The spheroidization annealing, which results in a microstructure of fine spherical cementite particles in a soft ferritic matrix,[1] is of significant interest for industrial applications. The main purpose of this process is to reduce the hardness of the material and thus provide a good machinability prior to further processing.[2] Two types of spheroidization annealing are often used. (1) Subcritical spheroidization below the A 1 temperature, which is mainly applied for hypoeutectoid steels. During subcritical annealing of steels with an initial pearlite structure, the cementite lamellae break up into spheroids driven by the reduction in surface energy.[3,4] (2) Intercritical spheroidization above the A 1 temperature, which is mainly applied for hypereutectoid steels in order to spheroidize and partially dissolve the grain boundary cementite. Therefore, the final microstructure of spheroidized hypereutectoid steels usually contains a bimodal distribution of cementite particles,[5,6] where large particles are located mainly on austenite grain boundaries.
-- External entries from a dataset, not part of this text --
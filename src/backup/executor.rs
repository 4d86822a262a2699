//! Parallel copy executor.
//!
//! A fixed pool of worker threads performs the file copies. Workers
//! never touch the manifest; intended mutations travel back to the
//! coordinator as typed messages over per-worker channels and are
//! applied only after all workers have been joined. A missing source
//! file is not an error (the database removed it during the backup), it
//! reduces to a manifest edit.

use anyhow::{bail, format_err, Error};
use crossbeam_channel::{unbounded, Receiver, Sender};
use log::{info, warn};

use std::sync::atomic::{AtomicBool, Ordering};
use std::sync::Arc;
use std::thread;
use std::time::{Duration, Instant};

use crate::config::BackupOptions;
use crate::error::BackupError;
use crate::fs::{CopyOptions, Filesystem};

use super::manifest::{file_section, Manifest};
use super::plan::{CopyJob, JobKind};

/// Hard ceiling on copy parallelism; bounds database side I/O.
pub const MAX_WORKERS: usize = 32;

/// Files larger than this go into the large bin of the partitioner.
const SMALL_FILE_LIMIT: u64 = 65536;

/// Small backups stay single worker: one worker per ten files at most.
const JOBS_PER_WORKER: usize = 10;

const POLL_INTERVAL: Duration = Duration::from_secs(1);

enum WorkerMessage {
    /// The source vanished during the backup; drop the manifest entry.
    Remove { level: String, path: String },
    /// Checksum of the written (or kept) destination file.
    Checksum { level: String, path: String, digest: String },
}

#[derive(Debug, Default)]
pub struct CopyStats {
    pub copied: u64,
    pub copied_bytes: u64,
    pub checksummed: u64,
    pub removed: u64,
}

impl CopyStats {
    fn merge(&mut self, other: &CopyStats) {
        self.copied += other.copied;
        self.copied_bytes += other.copied_bytes;
        self.checksummed += other.checksummed;
    }
}

/// Number of workers for `total_jobs` files.
pub fn worker_count(requested: usize, total_jobs: usize) -> usize {
    let cap = (total_jobs + JOBS_PER_WORKER - 1) / JOBS_PER_WORKER;
    requested.min(MAX_WORKERS).min(cap).max(1)
}

/// Deal jobs out to `workers` buckets.
///
/// Large files are dealt in order, advancing to the next worker once the
/// current worker's accumulated bytes cross an equal share; small files
/// the same way by count. This keeps one multi-gigabyte file from
/// pinning a worker while the rest drain quickly, without a global size
/// sort (which would break the deterministic order resume relies on).
pub fn partition(jobs: Vec<CopyJob>, workers: usize) -> Vec<Vec<CopyJob>> {
    let mut large = Vec::new();
    let mut small = Vec::new();
    for job in jobs {
        if job.size > SMALL_FILE_LIMIT {
            large.push(job);
        } else {
            small.push(job);
        }
    }

    let total_large: u64 = large.iter().map(|job| job.size).sum();
    let total_small = small.len();

    let mut buckets: Vec<Vec<CopyJob>> = (0..workers).map(|_| Vec::new()).collect();

    let large_share = total_large / workers as u64;
    let mut worker = 0;
    let mut accumulated = 0u64;
    for job in large {
        accumulated += job.size;
        buckets[worker].push(job);
        if accumulated >= large_share && worker + 1 < workers {
            worker += 1;
            accumulated = 0;
        }
    }

    let small_share = total_small / workers;
    let mut worker = 0;
    let mut count = 0;
    for job in small {
        count += 1;
        buckets[worker].push(job);
        if count >= small_share && worker + 1 < workers {
            worker += 1;
            count = 0;
        }
    }

    buckets
}

/// Run all copy jobs and apply the resulting manifest edits.
pub fn execute<F>(
    fs: &F,
    manifest: &mut Manifest,
    jobs: Vec<CopyJob>,
    options: &BackupOptions,
) -> Result<CopyStats, Error>
where
    F: Filesystem + Clone + 'static,
{
    let mut stats = CopyStats::default();

    if jobs.is_empty() {
        return Ok(stats);
    }

    let workers = worker_count(options.process_max, jobs.len());
    info!("copying {} file(s) with {} worker(s)", jobs.len(), workers);

    let abort = Arc::new(AtomicBool::new(false));
    let mut handles = Vec::new();
    let mut receivers: Vec<Receiver<WorkerMessage>> = Vec::new();

    for (idx, bucket) in partition(jobs, workers).into_iter().enumerate() {
        let (sender, receiver) = unbounded();
        receivers.push(receiver);

        let fs = fs.clone();
        let abort = Arc::clone(&abort);
        let compress = options.compress;
        let checksum = options.checksum;

        let handle = thread::Builder::new()
            .name(format!("copy-worker-{}", idx))
            .spawn(move || worker_run(fs, bucket, sender, abort, compress, checksum))
            .map_err(|err| format_err!("unable to spawn copy worker - {}", err))?;
        handles.push(handle);
    }

    // the coordinator blocks on worker completion with 1 second
    // granularity, watching the per backup timeout; a worker that fails
    // raises the abort flag itself so the survivors stop early
    let deadline = options.copy_timeout.map(|timeout| Instant::now() + timeout);
    let mut timed_out = false;
    loop {
        if handles.iter().all(|handle| handle.is_finished()) {
            break;
        }
        if let Some(deadline) = deadline {
            if !timed_out && Instant::now() >= deadline {
                warn!("backup copy timeout reached, stopping workers");
                abort.store(true, Ordering::SeqCst);
                timed_out = true;
            }
        }
        thread::sleep(POLL_INTERVAL);
    }

    let mut worker_error: Option<Error> = None;
    for handle in handles {
        match handle.join() {
            Ok(Ok(worker_stats)) => stats.merge(&worker_stats),
            Ok(Err(err)) => {
                if worker_error.is_none() {
                    worker_error = Some(err);
                }
            }
            Err(_) => worker_error = Some(format_err!("copy worker panicked")),
        }
    }

    if timed_out {
        return Err(BackupError::Protocol("backup copy timed out".to_string()).into());
    }
    if let Some(err) = worker_error {
        return Err(BackupError::Checksum(format!("backup copy failed - {:#}", err)).into());
    }

    // only the coordinator mutates the manifest, after all workers are
    // done; message order within one channel is emission order, across
    // channels no order is needed (each message names its entry)
    for receiver in receivers {
        for message in receiver.try_iter() {
            match message {
                WorkerMessage::Remove { level, path } => {
                    info!("{} vanished during backup, dropped from manifest", path);
                    manifest.remove_key(&file_section(&level), &path);
                    stats.removed += 1;
                }
                WorkerMessage::Checksum { level, path, digest } => {
                    manifest.set_attr(&file_section(&level), &path, "checksum", digest.as_str());
                }
            }
        }
    }

    Ok(stats)
}

fn worker_run<F: Filesystem>(
    fs: F,
    jobs: Vec<CopyJob>,
    sender: Sender<WorkerMessage>,
    abort: Arc<AtomicBool>,
    compress: bool,
    checksum: bool,
) -> Result<CopyStats, Error> {

    let mut stats = CopyStats::default();

    for job in &jobs {
        if abort.load(Ordering::SeqCst) {
            bail!("copy worker aborted");
        }

        if let Err(err) = run_job(&fs, job, &sender, &mut stats, compress, checksum) {
            abort.store(true, Ordering::SeqCst);
            return Err(err.context(format!("copying '{}' failed", job.path)));
        }
    }

    Ok(stats)
}

fn run_job<F: Filesystem>(
    fs: &F,
    job: &CopyJob,
    sender: &Sender<WorkerMessage>,
    stats: &mut CopyStats,
    compress: bool,
    checksum: bool,
) -> Result<(), Error> {

    let send_checksum = |digest: String| {
        sender
            .send(WorkerMessage::Checksum {
                level: job.level.clone(),
                path: job.path.clone(),
                digest,
            })
            .map_err(|_| format_err!("coordinator channel closed"))
    };

    match job.kind {
        JobKind::ChecksumOnly => {
            let digest = fs.hash(&job.destination, compress)?;
            stats.checksummed += 1;
            send_checksum(digest)?;
        }
        JobKind::Copy { exists } => {
            if exists && fs.exists(&job.destination)? {
                if checksum {
                    let digest = fs.hash(&job.destination, compress)?;
                    stats.checksummed += 1;
                    send_checksum(digest)?;
                }
                return Ok(());
            }

            let copy_options = CopyOptions {
                source_compressed: false,
                compress,
                ignore_missing: true,
                mode: job.mode,
                modification_time: job.modification_time,
                create_dirs: true,
            };

            match fs.copy(&job.source, &job.destination, &copy_options)? {
                None => {
                    sender
                        .send(WorkerMessage::Remove {
                            level: job.level.clone(),
                            path: job.path.clone(),
                        })
                        .map_err(|_| format_err!("coordinator channel closed"))?;
                }
                Some(written) => {
                    stats.copied += 1;
                    stats.copied_bytes += written;
                    if checksum {
                        let digest = fs.hash(&job.destination, compress)?;
                        stats.checksummed += 1;
                        send_checksum(digest)?;
                    }
                }
            }
        }
    }

    Ok(())
}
Numerical simulations of the intercritical spheroidization process in a high-carbon steel have shown that the rate of dissolution of the cementite lamellae also depends on the surrounding conditions.[7] This research will focus on the intercritical spheroidization annealing.
The spheroidization process of hypereutectoid steels, for instance SAE 52100 bearing steel with 1 wt pct C,[59] typically consists of the following three steps: (1) austenitization in the intercritical region at 1070 to 1100 K for at least 1 hour; (2) cooling from the intercritical temperature with a rate of 15 to 25 K/h to 1020 K, and further slow cooling through the A 1 temperature to 950 K at cooling rates not faster than 5 to 10 K/h; and (3) air cooling from 1020 K to room temperature. Annealing above the A 1 temperature but below the A cm temperature accomplishes an incomplete dissolution of cementite, then austenite with fine cementite particles normally transforms into a mixture of ferrite and cementite by either the pearlitic reaction[10] or by the divorced eutectoid transformation reaction (DET)[5,8,9,11] upon slow cooling. The latter leads to a soft microstructure of spherical cementite particles in a ferritic matrix. The main difference between these two reactions is that during the pearlitic reaction the product structure (pearlite) grows as a coupled pair of ferrite and cementite phases, whereas the DET is not a coupled reaction and requires the presence of fine but densely distributed cementite particles in the austenite. These particles grow when the austenite to ferrite transformation front passes, without nucleation of new cementite particles. In general, more carbon diffusion is required for the DET reaction. These two reactions compete during cooling from the austenitization temperature. The occurrence of either the pearlitic or the DET reaction will therefore depend strongly on the spacing between cementite particles, i.e., on the austenitization temperature and time, and on the cooling rate where slower cooling rates are favorable for the DET reaction.
Chromium (Cr) additions have a significant influence on the spheroidization of cementite. Oyama[11] has shown that a DET-promoted spheroidized structure can be easily obtained in an ultra-high carbon steel with 1.5 wt pct Cr, but not in the equivalent Cr-free steel. In Cr-free steel pearlite formation has been observed even after low-temperature intercritical austenitization. Beswick[12] has studied the effect of Cr in bearing steels by lowering its content from 1.42 wt pct (SAE 52100 steel) to 0.03 wt pct and demonstrated that a decrease in Cr content in hypereutectoid steels influences the carbide particle size. The experiment to obtain a similar spheroidized structure with different Cr contents was not fully successful, and the finer microstructure in steels with higher Cr content was explained from the finer initial pearlite lamellae spacing. Verhoeven[5] has given an alternative explanation for the finer cementite size in high-Cr steels. The cementite particle size is controlled by the spheroidization/dissolution rate at the austenitization temperature and this rate is reduced by the addition of carbide-forming elements such as Cr and Mn. However, Mn is found to promote pearlite formation during the spheroidization process.[5] Consequently, the effect of Cr, particularly at lower Cr contents, and other alloying elements on the DET reaction is not well understood yet.
In this research, spheroidization processes are designed on the basis of thermodynamic and kinetic calculations for hypereutectoid steels with different Cr contents varying from 0.5 to 3.4 wt pct. The microstructural evolution is observed and quantified using optical microscopy. The mechanism of the DET reaction in hypereutectoid steels is discussed and the effect of Cr additions on the DET reaction is explained.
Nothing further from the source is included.